Guns not Butter - As Europe reluctantly re-arms, many of the old investment certainties are shifting.

As a sometime soldier, 1989 and the fall of the Berlin Wall marked the end of an epoch for me both personally and professionally. It also marked the beginning of a thirty-year bear market in European defence stocks.

Recent events have radically altered this state of affairs.

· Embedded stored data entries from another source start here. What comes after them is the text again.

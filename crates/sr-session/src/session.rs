//! [`RoutingSession`]: one annotated network plus the selected weather.

use log::{debug, info};

use sr_core::{RiskTable, RoutingConfig, WeatherCondition};
use sr_risk::RiskTableStore;
use sr_spatial::{AStarRouter, CostAnnotator, CostCriterion, Endpoint, Geocoder, RoadNetwork, Route, Router};

use crate::{SessionError, SessionResult};

/// Safest and fastest route between the same endpoints under one condition.
#[derive(Debug, Clone, PartialEq)]
pub struct RouteComparison {
    pub condition: WeatherCondition,
    /// Minimum-risk route.
    pub safest: Route,
    /// Minimum-time route.
    pub fastest: Route,
    pub safest_minutes: f64,
    pub fastest_minutes: f64,
}

impl RouteComparison {
    /// Whether both criteria chose the same node sequence.
    pub fn same_path(&self) -> bool {
        self.safest.nodes == self.fastest.nodes
    }

    /// Minutes the safest route adds over the fastest one.
    pub fn extra_minutes(&self) -> f64 {
        self.safest_minutes - self.fastest_minutes
    }
}

/// Owns a road network, keeps it annotated for the current weather, and
/// answers route queries against it.
///
/// Distance and time queries work before any weather is selected (the
/// network carries neutral costs); risk queries need
/// [`set_weather`](Self::set_weather) or [`set_risk_table`](Self::set_risk_table)
/// first.
pub struct RoutingSession<R: Router = AStarRouter> {
    network:   RoadNetwork,
    store:     RiskTableStore,
    config:    RoutingConfig,
    annotator: CostAnnotator,
    router:    R,
    geocoder:  Option<Box<dyn Geocoder>>,
}

impl RoutingSession<AStarRouter> {
    /// Session over `network` with the default A* router.
    ///
    /// # Errors
    ///
    /// [`SessionError::Core`] if `config` fails validation.
    pub fn new(network: RoadNetwork, store: RiskTableStore, config: RoutingConfig) -> SessionResult<Self> {
        Self::with_router(network, store, config, AStarRouter)
    }
}

impl<R: Router> RoutingSession<R> {
    pub fn with_router(
        network: RoadNetwork,
        store:   RiskTableStore,
        config:  RoutingConfig,
        router:  R,
    ) -> SessionResult<Self> {
        config.validate()?;
        let annotator = CostAnnotator::from_config(&config);
        Ok(Self { network, store, config, annotator, router, geocoder: None })
    }

    /// Resolve [`Endpoint::Place`] endpoints with `geocoder`.
    pub fn geocoder(mut self, geocoder: impl Geocoder + 'static) -> Self {
        self.geocoder = Some(Box::new(geocoder));
        self
    }

    pub fn network(&self) -> &RoadNetwork {
        &self.network
    }

    pub fn config(&self) -> &RoutingConfig {
        &self.config
    }

    pub fn store(&self) -> &RiskTableStore {
        &self.store
    }

    /// Condition the network is currently annotated for.
    pub fn weather(&self) -> Option<&WeatherCondition> {
        self.network.annotated_for()
    }

    /// Load `condition`'s risk table from the store and re-annotate.
    ///
    /// Selecting the current condition again reloads and re-annotates, which
    /// leaves the costs unchanged.
    ///
    /// # Errors
    ///
    /// [`SessionError::Risk`] wrapping `RiskError::MissingTable` when no
    /// table was produced for `condition`.  The previous annotation is kept.
    pub fn set_weather(&mut self, condition: WeatherCondition) -> SessionResult<()> {
        let table = self.store.load(&condition)?;
        info!("weather set to {:?} ({} scored roads)", condition.label(), table.len());
        self.set_risk_table(&table);
        Ok(())
    }

    /// Annotate with an in-memory table, bypassing the store.
    pub fn set_risk_table(&mut self, table: &RiskTable) {
        self.annotator.annotate(&mut self.network, table);
    }

    /// Route between two endpoints under `criterion`.
    ///
    /// # Errors
    ///
    /// [`SessionError::NoWeather`] for a risk query before any weather was
    /// selected; [`SessionError::Spatial`] for snapping, geocoding and
    /// unreachable destinations.
    pub fn route(
        &self,
        origin: &Endpoint,
        destination: &Endpoint,
        criterion: CostCriterion,
    ) -> SessionResult<Route> {
        if criterion == CostCriterion::Risk && self.weather().is_none() {
            return Err(SessionError::NoWeather);
        }
        let route = self
            .router
            .route_points(&self.network, origin, destination, criterion, self.geocoder.as_deref())?;
        debug!(
            "{criterion} route: {} edges, total {:.3}",
            route.edges.len(),
            route.total_cost
        );
        Ok(route)
    }

    /// Safest (risk) and fastest (time) routes for the current weather.
    pub fn compare(&self, origin: &Endpoint, destination: &Endpoint) -> SessionResult<RouteComparison> {
        let condition = self.weather().cloned().ok_or(SessionError::NoWeather)?;

        #[cfg(not(feature = "parallel"))]
        let (safest, fastest) = (
            self.route(origin, destination, CostCriterion::Risk),
            self.route(origin, destination, CostCriterion::Time),
        );

        #[cfg(feature = "parallel")]
        let (safest, fastest) = rayon::join(
            || self.route(origin, destination, CostCriterion::Risk),
            || self.route(origin, destination, CostCriterion::Time),
        );

        let (safest, fastest) = (safest?, fastest?);
        let safest_minutes = safest.travel_minutes(&self.network);
        let fastest_minutes = fastest.travel_minutes(&self.network);
        info!(
            "{:?}: safest {safest_minutes:.1} min over {} edges, fastest {fastest_minutes:.1} min over {} edges",
            condition.label(),
            safest.edges.len(),
            fastest.edges.len()
        );
        Ok(RouteComparison { condition, safest, fastest, safest_minutes, fastest_minutes })
    }
}
//! Foundational error type.
//!
//! Sub-crates define their own error enums (`SpatialError`, `RiskError`,
//! `SessionError`) and wrap `CoreError` where they surface configuration
//! problems.

use thiserror::Error;

/// Errors produced by `sr-core`.
#[derive(Debug, Error)]
pub enum CoreError {
    #[error("configuration error: {0}")]
    Config(String),

    #[error("I/O error: {0}")]
    Io(#[from] std::io::Error),
}

/// Shorthand result type for `sr-core`.
pub type CoreResult<T> = Result<T, CoreError>;
use sr_core::CoreError;
use sr_risk::RiskError;
use sr_spatial::SpatialError;
use thiserror::Error;

#[derive(Debug, Error)]
pub enum SessionError {
    #[error("configuration error: {0}")]
    Core(#[from] CoreError),

    #[error("routing error: {0}")]
    Spatial(#[from] SpatialError),

    #[error("risk data error: {0}")]
    Risk(#[from] RiskError),

    /// A risk-aware query was made before any weather condition was chosen.
    #[error("no weather condition selected")]
    NoWeather,
}

pub type SessionResult<T> = Result<T, SessionError>;
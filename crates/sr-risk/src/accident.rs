//! Accident CSV loader.
//!
//! # CSV format
//!
//! One row per recorded accident.  Columns are located by header name (see
//! [`AccidentColumns`]); any other columns are ignored.
//!
//! ```csv
//! ID,Start_Lat,Start_Lng,conditions,visibility
//! A-1,34.0522,-118.2437,Rain,9.9
//! A-2,34.0610,-118.3000,"Rain, Overcast",4.0
//! A-3,34.0700,-118.2500,Clear,
//! ```
//!
//! | Column      | Required | Missing or blank value                 |
//! |-------------|----------|----------------------------------------|
//! | longitude   | yes      | `RiskError::DataFormat`                |
//! | latitude    | yes      | `RiskError::DataFormat`                |
//! | condition   | yes      | empty label (matches no condition)     |
//! | visibility  | no       | `NaN` (record skipped by visibility weighting) |

use std::io::Read;
use std::path::Path;

use csv::StringRecord;
use log::info;

use sr_core::{AccidentColumns, GeoPoint};

use crate::{RiskError, RiskResult};

/// One historical accident.
#[derive(Clone, Debug, PartialEq)]
pub struct AccidentRecord {
    pub position: GeoPoint,
    /// Weather label exactly as recorded.
    pub condition: String,
    /// Visibility at the time; `NaN` when unknown.
    pub visibility: f64,
}

/// Every record of one accident file.
#[derive(Clone, Debug, Default)]
pub struct AccidentSet {
    pub records: Vec<AccidentRecord>,
    /// Whether the source had a visibility column at all.
    pub has_visibility: bool,
}

impl AccidentSet {
    pub fn new(records: Vec<AccidentRecord>, has_visibility: bool) -> Self {
        Self { records, has_visibility }
    }

    pub fn len(&self) -> usize {
        self.records.len()
    }

    pub fn is_empty(&self) -> bool {
        self.records.is_empty()
    }

    /// Largest finite visibility in the set, `None` if there is none.
    pub fn max_visibility(&self) -> Option<f64> {
        self.records
            .iter()
            .map(|r| r.visibility)
            .filter(|v| v.is_finite())
            .reduce(f64::max)
    }
}

/// Load every accident in the CSV file at `path`.
pub fn load_accidents_csv(path: &Path, columns: &AccidentColumns) -> RiskResult<AccidentSet> {
    let file = std::fs::File::open(path)?;
    let set = load_accidents_reader(file, columns)?;
    info!("loaded {} accident records from {}", set.len(), path.display());
    Ok(set)
}

/// Like [`load_accidents_csv`] but accepts any `Read` source.
pub fn load_accidents_reader<R: Read>(reader: R, columns: &AccidentColumns) -> RiskResult<AccidentSet> {
    let mut csv_reader = csv::Reader::from_reader(reader);
    let headers = csv_reader.headers()?.clone();

    let required = |name: &str| {
        find_column(&headers, name)
            .ok_or_else(|| RiskError::DataFormat(format!("missing required column {name:?}")))
    };
    let lon_col = required(&columns.longitude)?;
    let lat_col = required(&columns.latitude)?;
    let cond_col = required(&columns.condition)?;
    let vis_col = find_column(&headers, &columns.visibility);

    let mut records = Vec::new();
    for (i, row) in csv_reader.records().enumerate() {
        // Header is line 1.
        let line = i + 2;
        let row = row.map_err(|e| RiskError::DataFormat(format!("line {line}: {e}")))?;

        let lon = parse_coord(&row, lon_col, &columns.longitude, line, 180.0)?;
        let lat = parse_coord(&row, lat_col, &columns.latitude, line, 90.0)?;
        let condition = row.get(cond_col).unwrap_or_default().to_owned();
        let visibility = vis_col
            .and_then(|c| row.get(c))
            .and_then(|v| v.trim().parse::<f64>().ok())
            .unwrap_or(f64::NAN);

        records.push(AccidentRecord { position: GeoPoint::new(lat, lon), condition, visibility });
    }

    Ok(AccidentSet::new(records, vis_col.is_some()))
}

// ── Helpers ───────────────────────────────────────────────────────────────────

fn find_column(headers: &StringRecord, name: &str) -> Option<usize> {
    headers
        .iter()
        .position(|h| h.trim_start_matches('\u{feff}').trim() == name)
}

fn parse_coord(row: &StringRecord, col: usize, name: &str, line: usize, limit: f64) -> RiskResult<f64> {
    let raw = row.get(col).unwrap_or_default().trim();
    match raw.parse::<f64>() {
        Ok(v) if v.is_finite() && v.abs() <= limit => Ok(v),
        _ => Err(RiskError::DataFormat(format!(
            "line {line}: column {name:?} holds {raw:?}, expected a coordinate within ±{limit}"
        ))),
    }
}
//! Routing trait and the default A* implementation.
//!
//! # Heuristic
//!
//! [`AStarRouter`] estimates remaining cost as the haversine distance from a
//! node to the destination, whatever the criterion.  That estimate is
//! admissible only for [`CostCriterion::Distance`].  Under `Risk` it is
//! still a lower bound (risk only inflates length) and under `Time` it is on
//! a different scale entirely (hours vs metres), which turns the search into
//! a distance-guided greedy best-first search.  Routes under non-distance
//! criteria are therefore good but not provably optimal.  Nodes are closed
//! once and never reopened, as in classical A*.
//!
//! # Parallel edges
//!
//! Between two nodes the traversal cost is the cheapest parallel edge under
//! the active criterion; reconstruction picks that same edge (lowest key on
//! ties).

use std::cmp::Ordering;
use std::collections::BinaryHeap;

use log::{debug, trace};

use sr_core::{EdgeId, GeoPoint, NodeId};

use crate::cost::CostCriterion;
use crate::geocode::Geocoder;
use crate::network::{EdgeRef, RoadNetwork};
use crate::{SpatialError, SpatialResult};

// ── Endpoint ──────────────────────────────────────────────────────────────────

/// Where a route starts or ends, before snapping to the graph.
#[derive(Clone, Debug, PartialEq)]
pub enum Endpoint {
    Coord(GeoPoint),
    /// Free-text place, resolved by a [`Geocoder`].
    Place(String),
}

impl From<GeoPoint> for Endpoint {
    fn from(p: GeoPoint) -> Self {
        Endpoint::Coord(p)
    }
}

impl From<&str> for Endpoint {
    fn from(s: &str) -> Self {
        Endpoint::Place(s.to_owned())
    }
}

impl Endpoint {
    /// Resolve to a coordinate, geocoding places.
    pub fn resolve(&self, geocoder: Option<&dyn Geocoder>) -> SpatialResult<GeoPoint> {
        match self {
            Endpoint::Coord(p) => Ok(*p),
            Endpoint::Place(query) => match geocoder {
                Some(g) => g.geocode(query),
                None => Err(SpatialError::Geocode(format!(
                    "no geocoder available to resolve {query:?}"
                ))),
            },
        }
    }

    /// Resolve and snap to the nearest node of `network`.
    pub fn snap(&self, network: &RoadNetwork, geocoder: Option<&dyn Geocoder>) -> SpatialResult<NodeId> {
        let pos = self.resolve(geocoder)?;
        network.snap_to_node(pos).ok_or(SpatialError::EmptyNetwork)
    }
}

// ── Route ─────────────────────────────────────────────────────────────────────

/// The result of one `(origin, destination, criterion)` query.
#[derive(Debug, Clone, PartialEq)]
pub struct Route {
    /// Criterion the route was optimized for.
    pub criterion: CostCriterion,
    /// Nodes from origin to destination; never repeats a node.
    pub nodes: Vec<NodeId>,
    /// Concrete edges, one per consecutive node pair.
    pub edges: Vec<EdgeRef>,
    /// Dense ids of `edges`, same order.
    pub edge_ids: Vec<EdgeId>,
    /// Road name of each edge (sentinel for unnamed edges).
    pub road_names: Vec<String>,
    /// Sum of `criterion` costs along `edges`.
    pub total_cost: f64,
}

impl Route {
    /// `true` if origin and destination snapped to the same node.
    pub fn is_trivial(&self) -> bool {
        self.edges.is_empty()
    }

    /// Re-sum the route's edges under another criterion, using the network's
    /// current annotation.
    pub fn total(&self, network: &RoadNetwork, criterion: CostCriterion) -> f64 {
        self.edge_ids.iter().map(|&e| network.costs(e).get(criterion)).sum()
    }

    /// Travel time in minutes at free-flow speed.
    pub fn travel_minutes(&self, network: &RoadNetwork) -> f64 {
        self.total(network, CostCriterion::Time) * 60.0
    }

    pub fn length_m(&self, network: &RoadNetwork) -> f64 {
        self.total(network, CostCriterion::Distance)
    }

    /// Base risk score of the `i`-th edge recovered from its costs
    /// (`risk / length - 1`), clamped to `[0, 1]`.  Zero-length edges report 0.
    pub fn edge_risk(&self, network: &RoadNetwork, i: usize) -> Option<f64> {
        let costs = network.costs(*self.edge_ids.get(i)?);
        if costs.distance <= 0.0 {
            return Some(0.0);
        }
        Some((costs.risk / costs.distance - 1.0).clamp(0.0, 1.0))
    }

    /// Coordinates tracing the whole route, following edge geometry where
    /// present.  Shared joints between consecutive edges appear once.
    pub fn polyline(&self, network: &RoadNetwork) -> SpatialResult<Vec<GeoPoint>> {
        if self.edge_ids.is_empty() {
            return self.nodes.iter().map(|&n| network.node_pos(n)).collect();
        }
        let mut line: Vec<GeoPoint> = Vec::new();
        for &e in &self.edge_ids {
            let shape = network.edge_geometry(e)?;
            let skip = usize::from(line.last() == shape.first());
            line.extend_from_slice(shape.get(skip..).unwrap_or_default());
        }
        Ok(line)
    }
}

// ── Router trait ──────────────────────────────────────────────────────────────

/// Pluggable routing engine.
///
/// # Thread safety
///
/// Implementations must be `Send + Sync` so the safest and fastest routes can
/// be computed concurrently against one read-only annotated network.
pub trait Router: Send + Sync {
    /// Minimum-cost route from `from` to `to` under `criterion`.
    ///
    /// # Errors
    ///
    /// [`SpatialError::NodeNotFound`] for invalid endpoints,
    /// [`SpatialError::NoPathFound`] if `to` is unreachable from `from`.
    fn route(
        &self,
        network: &RoadNetwork,
        from: NodeId,
        to: NodeId,
        criterion: CostCriterion,
    ) -> SpatialResult<Route>;

    /// Snap both endpoints to their nearest nodes, then [`route`](Self::route).
    fn route_points(
        &self,
        network: &RoadNetwork,
        origin: &Endpoint,
        destination: &Endpoint,
        criterion: CostCriterion,
        geocoder: Option<&dyn Geocoder>,
    ) -> SpatialResult<Route> {
        let from = origin.snap(network, geocoder)?;
        let to = destination.snap(network, geocoder)?;
        debug!("snapped {origin:?} to {from}, {destination:?} to {to}");
        self.route(network, from, to, criterion)
    }
}

// ── AStarRouter ───────────────────────────────────────────────────────────────

/// Best-first A* search with a haversine heuristic.  See the module docs for
/// its optimality caveats.
#[derive(Copy, Clone, Debug, Default)]
pub struct AStarRouter;

impl Router for AStarRouter {
    fn route(
        &self,
        network: &RoadNetwork,
        from: NodeId,
        to: NodeId,
        criterion: CostCriterion,
    ) -> SpatialResult<Route> {
        astar(network, from, to, criterion)
    }
}

// ── A* internals ──────────────────────────────────────────────────────────────

/// Open-set entry.  Ordered so `BinaryHeap` pops the lowest `f` first, then
/// the lowest `NodeId` for determinism.
#[derive(Copy, Clone)]
struct OpenEntry {
    f: f64,
    node: NodeId,
}

impl PartialEq for OpenEntry {
    fn eq(&self, other: &Self) -> bool {
        self.cmp(other) == Ordering::Equal
    }
}

impl Eq for OpenEntry {}

impl Ord for OpenEntry {
    fn cmp(&self, other: &Self) -> Ordering {
        other
            .f
            .total_cmp(&self.f)
            .then_with(|| other.node.cmp(&self.node))
    }
}

impl PartialOrd for OpenEntry {
    fn partial_cmp(&self, other: &Self) -> Option<Ordering> {
        Some(self.cmp(other))
    }
}

fn astar(
    network: &RoadNetwork,
    from: NodeId,
    to: NodeId,
    criterion: CostCriterion,
) -> SpatialResult<Route> {
    network.check_node(from)?;
    let goal = network.node_pos(to)?;
    let heuristic = |n: NodeId| network.node_pos[n.index()].distance_m(goal);

    let n = network.node_count();
    // g[v] = best known cost from `from` to v.
    let mut g = vec![f64::INFINITY; n];
    // came_from[v] = predecessor on the best known path; INVALID if unreached.
    let mut came_from = vec![NodeId::INVALID; n];
    let mut closed = vec![false; n];

    g[from.index()] = 0.0;
    let mut open = BinaryHeap::new();
    open.push(OpenEntry { f: heuristic(from), node: from });

    while let Some(OpenEntry { node, .. }) = open.pop() {
        if node == to {
            return Ok(reconstruct(network, &came_from, from, to, g[to.index()], criterion));
        }
        if closed[node.index()] {
            continue;
        }
        closed[node.index()] = true;
        trace!("expand {node} g={}", g[node.index()]);

        for i in network.out_range(node) {
            let nbr = network.edge_to[i];
            if closed[nbr.index()] {
                continue;
            }
            let tentative = g[node.index()] + network.edge_costs[i].get(criterion);
            if tentative < g[nbr.index()] {
                g[nbr.index()] = tentative;
                came_from[nbr.index()] = node;
                open.push(OpenEntry { f: tentative + heuristic(nbr), node: nbr });
            }
        }
    }

    Err(SpatialError::NoPathFound { from, to })
}

/// Cheapest parallel edge from `u` to `v` under `criterion`, lowest key on
/// ties.
fn cheapest_edge(network: &RoadNetwork, u: NodeId, v: NodeId, criterion: CostCriterion) -> Option<EdgeId> {
    network
        .out_range(u)
        .filter(|&i| network.edge_to[i] == v)
        .min_by(|&a, &b| {
            network.edge_costs[a]
                .get(criterion)
                .total_cmp(&network.edge_costs[b].get(criterion))
                .then_with(|| network.edge_key[a].cmp(&network.edge_key[b]))
        })
        .map(|i| EdgeId(i as u32))
}

fn reconstruct(
    network: &RoadNetwork,
    came_from: &[NodeId],
    from: NodeId,
    to: NodeId,
    total_cost: f64,
    criterion: CostCriterion,
) -> Route {
    let mut nodes = vec![to];
    let mut cur = to;
    while cur != from {
        cur = came_from[cur.index()];
        nodes.push(cur);
    }
    nodes.reverse();

    let mut edges = Vec::with_capacity(nodes.len().saturating_sub(1));
    let mut edge_ids = Vec::with_capacity(edges.capacity());
    let mut road_names = Vec::with_capacity(edges.capacity());
    for pair in nodes.windows(2) {
        // Every consecutive pair was relaxed over at least one edge.
        let Some(e) = cheapest_edge(network, pair[0], pair[1], criterion) else {
            continue;
        };
        let i = e.index();
        edges.push(EdgeRef::new(network.edge_from[i], network.edge_to[i], network.edge_key[i]));
        edge_ids.push(e);
        road_names.push(network.road_name(e).to_owned());
    }

    Route { criterion, nodes, edges, edge_ids, road_names, total_cost }
}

First, a bit of context, first. At the time of Suez in 1956, when we still had extensive overseas interests and territories to defend, the United Kingdom spent 7.6 per cent of GDP on defence, or 43 per cent of Government expenditure (similar to Russia today, incidentally). This more than halved to 3.2 per cent in 1989 when the Army I served in still numbered 144,000 regular troops. With the ending of the Cold War came the so-called ‘peace dividend’, resulting in Defence Reviews like  Options for Change. That was followed by further reductions in spending and numbers after the Good Friday Agreement.  Since then, and despite extensive campaigns in Iraq and Afghanistan, successive Defence Secretaries have struggled to maintain their share of the public purse in the face of political pressures to (be seen to) spend ever more on health, education and welfare, with the result that we have a Regular Army of barely 70,000 and a Navy and Air Force similarly reduced in size and capabilities. This is reflected across Europe, with the total number of tanks down 80 per cent, fighter aircraft down 60 per cent, and a halving of naval ships and submarines over the past thirty years. More recently, many European countries have sent whatever surplus stocks of ammunition and other weaponry they hold to Ukraine.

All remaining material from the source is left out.